Step 7: Re-validate Data
Once errors have been corrected, data should be re-validated. Clinics may run the same reports as in Step 5, and compare the totals again. With each round of data validation activities, and subsequent workflow corrections, the CHC should expect to see errors reduced.
It may be helpful for the CHC to view data validation as an on-going process and not as a single event. Clinics can then allocate sufficient resources to maintain and continually improve the quality of their clinical data.
Conclusion
This paper provides a framework for improving data quality. The framework is intentionally a simple one, with the expectation that clinics will modify it to suit their own needs.
As increased scrutiny is placed on clinical data for FQHC reporting, grant reporting requirements and even pay-for-performance initiatives, the importance of data quality will only increase. Clinic leadership is encouraged to allocate sufficient resources for their staff to undertake data validation on a consistent, on-going basis. Funders of clinic initiatives are encouraged to include data collection and validation activities in grant requirements for funding. And clinic staff is encouraged to promote data quality across their clinics as an integrated component of high-quality patient care.
APPENDIX A
Data Validation Steps—Activity Summary Sample
The clinic participates in the AQIC project, and has a report due for the project in two months. The clinic uses i2iTracks as their chronic disease registry, and will be validating elements within the CSLC report generated by i2iTracks.

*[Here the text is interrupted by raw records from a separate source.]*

//! Embeds the source revision as `GIT_HASH` for the startup log

use std::process::Command;

fn describe_revision() -> Option<String> {
    let output = Command::new("git").args(["describe", "--always", "--dirty", "--abbrev=8"]).output().ok()?;
    if !output.status.success() {
        return None;
    }
    let revision = String::from_utf8(output.stdout).ok()?;
    let revision = revision.trim();
    (!revision.is_empty()).then(|| revision.to_string())
}

fn main() {
    let revision = describe_revision().unwrap_or_else(|| "unknown".to_string());
    println!("cargo:rustc-env=GIT_HASH={revision}");
    println!("cargo:rerun-if-changed=.git/HEAD");
    println!("cargo:rerun-if-changed=.git/index");
}
//! Region state tracking and presence event delivery
//!
//! The RegionMonitor owns one state per watched region and the in-range set.
//! All mutation goes through a single lock held by [`MonitorHandle`]:
//! - scanning-engine callbacks apply events under the lock
//! - registry rebuilds swap the region set under the same lock
//! - delivered events are queued for the broadcaster before the lock is
//!   released, so the queue order matches the mutation order

mod transitions;
#[cfg(test)]
mod tests;

pub use transitions::next_state;

use crate::domain::types::{
    BeaconDefinition, CanonicalEvent, DeliveredEvent, RegionId, RegionState,
};
use crate::infra::metrics::Metrics;
use crate::services::in_range::InRangeSet;
use crate::services::registry::{Region, RegionRegistry, RegistryError};
use parking_lot::Mutex;
use rustc_hash::FxHashMap;
use std::sync::Arc;
use std::time::Instant;
use tokio::sync::mpsc;
use tracing::{debug, info, warn};

/// Per-region state
#[derive(Debug, Clone)]
pub(crate) struct RegionEntry {
    pub(crate) region: Region,
    pub(crate) state: RegionState,
    /// Timestamp of the last delivered transition
    pub(crate) last_change: Option<u64>,
}

impl RegionEntry {
    fn new(region: Region) -> Self {
        Self { region, state: RegionState::Outside, last_change: None }
    }
}

/// Authoritative presence state for the installed region set
pub struct RegionMonitor {
    pub(crate) regions: FxHashMap<RegionId, RegionEntry>,
    pub(crate) in_range: InRangeSet,
    /// Incremented on every rebuild
    generation: u64,
    pub(crate) metrics: Arc<Metrics>,
}

impl RegionMonitor {
    pub fn new(metrics: Arc<Metrics>) -> Self {
        Self { regions: FxHashMap::default(), in_range: InRangeSet::new(), generation: 0, metrics }
    }

    /// Discard the old region set and install a new one
    ///
    /// All states restart at Outside and the in-range set is emptied.
    pub fn install(&mut self, regions: Vec<Region>) -> u64 {
        self.regions.clear();
        self.in_range.clear();
        self.generation += 1;
        for region in regions {
            self.regions.insert(region.id.clone(), RegionEntry::new(region));
        }
        self.generation
    }

    pub fn contains(&self, id: &RegionId) -> bool {
        self.regions.contains_key(id)
    }

    pub fn state(&self, id: &RegionId) -> Option<RegionState> {
        self.regions.get(id).map(|entry| entry.state)
    }

    /// Timestamp of the last delivered transition for a region
    pub fn last_change(&self, id: &RegionId) -> Option<u64> {
        self.regions.get(id).and_then(|entry| entry.last_change)
    }

    pub fn region_count(&self) -> usize {
        self.regions.len()
    }

    pub fn generation(&self) -> u64 {
        self.generation
    }

    pub fn in_range(&self) -> &InRangeSet {
        &self.in_range
    }
}

/// Message for the broadcaster task
#[derive(Debug, Clone, PartialEq, Eq)]
pub enum Dispatch {
    /// A deduplicated presence change
    Delivered(DeliveredEvent),
    /// The region set was replaced; observers get the emptied snapshot
    Rebuilt { generation: u64, in_range: Vec<BeaconDefinition> },
}

pub type DispatchReceiver = mpsc::UnboundedReceiver<Dispatch>;

/// Shared, lock-guarded access to the region monitor
///
/// Cheap to clone. Every method returns without waiting on I/O.
#[derive(Clone)]
pub struct MonitorHandle {
    monitor: Arc<Mutex<RegionMonitor>>,
    dispatch_tx: mpsc::UnboundedSender<Dispatch>,
    metrics: Arc<Metrics>,
}

/// Create a monitor and the queue the broadcaster consumes
pub fn create_monitor(metrics: Arc<Metrics>) -> (MonitorHandle, DispatchReceiver) {
    let (dispatch_tx, dispatch_rx) = mpsc::unbounded_channel();
    let monitor = Arc::new(Mutex::new(RegionMonitor::new(metrics.clone())));
    (MonitorHandle { monitor, dispatch_tx, metrics }, dispatch_rx)
}

impl MonitorHandle {
    /// Rebuild the region set from a full registry snapshot
    ///
    /// Returns the definitions that could not be monitored. Events for regions
    /// that are not part of the new set are dropped from here on.
    pub fn rebuild(&self, definitions: &[BeaconDefinition]) -> Vec<RegistryError> {
        let build = RegionRegistry::build(definitions);
        for error in &build.errors {
            warn!(error = %error, reason = %error.reason, "registry_error");
        }
        let region_count = build.regions.len();

        let mut monitor = self.monitor.lock();
        let generation = monitor.install(build.regions);
        self.metrics.record_rebuild(region_count, build.errors.len());
        let in_range = monitor.in_range.snapshot();
        if self.dispatch_tx.send(Dispatch::Rebuilt { generation, in_range }).is_err() {
            debug!("dispatch_closed");
        }
        drop(monitor);

        info!(
            generation = %generation,
            regions = %region_count,
            errors = %build.errors.len(),
            "regions_rebuilt"
        );
        build.errors
    }

    /// Apply a canonical event and queue the resulting delivery, if any
    pub fn submit(&self, event: CanonicalEvent) -> Option<DeliveredEvent> {
        let mut monitor = self.monitor.lock();
        let started = Instant::now();
        let delivered = monitor.apply(&event);
        if let Some(ref delivered) = delivered {
            if self.dispatch_tx.send(Dispatch::Delivered(delivered.clone())).is_err() {
                debug!(region_id = %delivered.region_id, "dispatch_closed");
            }
        }
        drop(monitor);
        self.metrics.record_apply_latency(started.elapsed().as_micros() as u64);
        delivered
    }

    pub fn state(&self, id: &RegionId) -> Option<RegionState> {
        self.monitor.lock().state(id)
    }

    /// Copy of the in-range set
    pub fn in_range(&self) -> Vec<BeaconDefinition> {
        self.monitor.lock().in_range.snapshot()
    }

    pub fn region_count(&self) -> usize {
        self.monitor.lock().region_count()
    }

    pub fn generation(&self) -> u64 {
        self.monitor.lock().generation()
    }
}
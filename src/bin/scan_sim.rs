//! Scanner Simulator - publishes scanning-engine callbacks over MQTT
//!
//! Stands in for the BLE scanning engine when testing beacon-mqtt without
//! hardware. Each action becomes one callback message on the scanner topic.
//!
//! Usage:
//!   cargo run --bin scan-sim -- --region A11 --actions enter,exit
//!   cargo run --bin scan-sim -- --region A11 --actions enter,enter,state:1,exit --delay-ms 200

use anyhow::{bail, Context};
use clap::Parser;
use rumqttc::{AsyncClient, Event, MqttOptions, Packet, QoS};
use serde_json::{json, Value};
use std::time::Duration;
use tracing::{info, warn};
use tracing_subscriber::fmt::time::UtcTime;
use tracing_subscriber::EnvFilter;

// ============================================================================
// CLI Args
// ============================================================================

#[derive(Parser, Debug)]
#[command(name = "scan-sim")]
#[command(about = "Publish simulated region callbacks for beacon-mqtt")]
struct Args {
    /// MQTT broker host
    #[arg(long, default_value = "localhost")]
    mqtt_host: String,

    /// MQTT broker port
    #[arg(long, default_value = "1883")]
    mqtt_port: u16,

    /// Scanner callback topic
    #[arg(long, default_value = "beacon-scanner/callbacks")]
    topic: String,

    /// Region id (uuid + major + minor concatenated)
    #[arg(long)]
    region: String,

    /// Comma-separated actions: enter, exit, state:<n>
    #[arg(long, default_value = "enter,exit")]
    actions: String,

    /// Pause between callbacks
    #[arg(long, default_value = "500")]
    delay_ms: u64,
}

// ============================================================================
// Callback Messages
// ============================================================================

fn callback_message(region: &str, action: &str) -> anyhow::Result<Value> {
    let message = match action {
        "enter" | "exit" => json!({ "callback": action, "region": region }),
        other => match other.strip_prefix("state:") {
            Some(raw) => {
                let state: i32 =
                    raw.parse().with_context(|| format!("invalid state value '{raw}'"))?;
                json!({ "callback": "state", "region": region, "state": state })
            }
            None => bail!("unknown action '{other}'"),
        },
    };
    Ok(message)
}

fn parse_actions(region: &str, actions: &str) -> anyhow::Result<Vec<Value>> {
    actions
        .split(',')
        .map(str::trim)
        .filter(|action| !action.is_empty())
        .map(|action| callback_message(region, action))
        .collect()
}

// ============================================================================
// Main
// ============================================================================

#[tokio::main]
async fn main() -> anyhow::Result<()> {
    let filter = EnvFilter::try_from_default_env().unwrap_or_else(|_| EnvFilter::new("info"));
    tracing_subscriber::fmt().with_env_filter(filter).with_timer(UtcTime::rfc_3339()).with_target(false).init();

    let args = Args::parse();
    let messages = parse_actions(&args.region, &args.actions)?;

    let client_id = format!("scan-sim-{}", std::process::id());
    let mut mqttoptions = MqttOptions::new(client_id, &args.mqtt_host, args.mqtt_port);
    mqttoptions.set_keep_alive(Duration::from_secs(5));

    let (client, mut eventloop) = AsyncClient::new(mqttoptions, 100);
    tokio::spawn(async move {
        loop {
            match eventloop.poll().await {
                Ok(Event::Incoming(Packet::ConnAck(_))) => info!("scan_sim_connected"),
                Ok(_) => {}
                Err(e) => {
                    warn!(error = %e, "scan_sim_mqtt_error");
                    tokio::time::sleep(Duration::from_secs(1)).await;
                }
            }
        }
    });

    for message in &messages {
        let payload = serde_json::to_vec(message)?;
        client
            .publish(args.topic.as_str(), QoS::AtLeastOnce, false, payload)
            .await
            .context("Failed to queue callback")?;
        info!(topic = %args.topic, message = %message, "scan_sim_published");
        tokio::time::sleep(Duration::from_millis(args.delay_ms)).await;
    }

    // Give the event loop time to flush the last publish
    tokio::time::sleep(Duration::from_millis(500)).await;
    client.disconnect().await.ok();
    Ok(())
}

#[cfg(test)]
mod tests {
    use super::*;

    #[test]
    fn test_parse_actions() {
        let messages = parse_actions("A11", "enter, state:1,exit").unwrap();
        assert_eq!(messages.len(), 3);
        assert_eq!(messages[0], json!({ "callback": "enter", "region": "A11" }));
        assert_eq!(messages[1], json!({ "callback": "state", "region": "A11", "state": 1 }));
        assert_eq!(messages[2]["callback"], "exit");
    }

    #[test]
    fn test_parse_actions_rejects_unknown() {
        assert!(parse_actions("A11", "enter,wave").is_err());
        assert!(parse_actions("A11", "state:x").is_err());
    }
}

Step in Process Summary/Status
Step 1: Identify what data element (s)
needs validation Total number of patients with diabetes in the registry, per i2iTracks “CSLC Report”. Step 2: Define Goal for Data Total patients in clinic: 100,000
Prevalence of diabetes in population: 9.0 %
Expected value for data: 9,000 Acceptable error rate: 5%
Step 3: Assign to Specific Person Staff person: Quality Improvement Coordinator
Step 4: Create Timeline for Completion Time period for validation: December 1-31, 2008
Goal: Two validation cycles
Step 5: Validate / Analyze Data Reports to compare:
a) CSLC Report Total Patient Count b) Total diabetes patient list from PMS Findings: Providers not using encounter forms so patients are not coded as having diabetes. Patients in i2iTracks as having diabetes are NOT in PMS.
Step 6: Correct Errors Correction: QI Coordinator to have
one-on-one meetings with each provider to review form, importance of completing correctly.
Step 7: Re-validate Data Compared reports, and found error rate
reduced although not at goal. Will do targeted outreach to providers with lowest incidence of correct codes.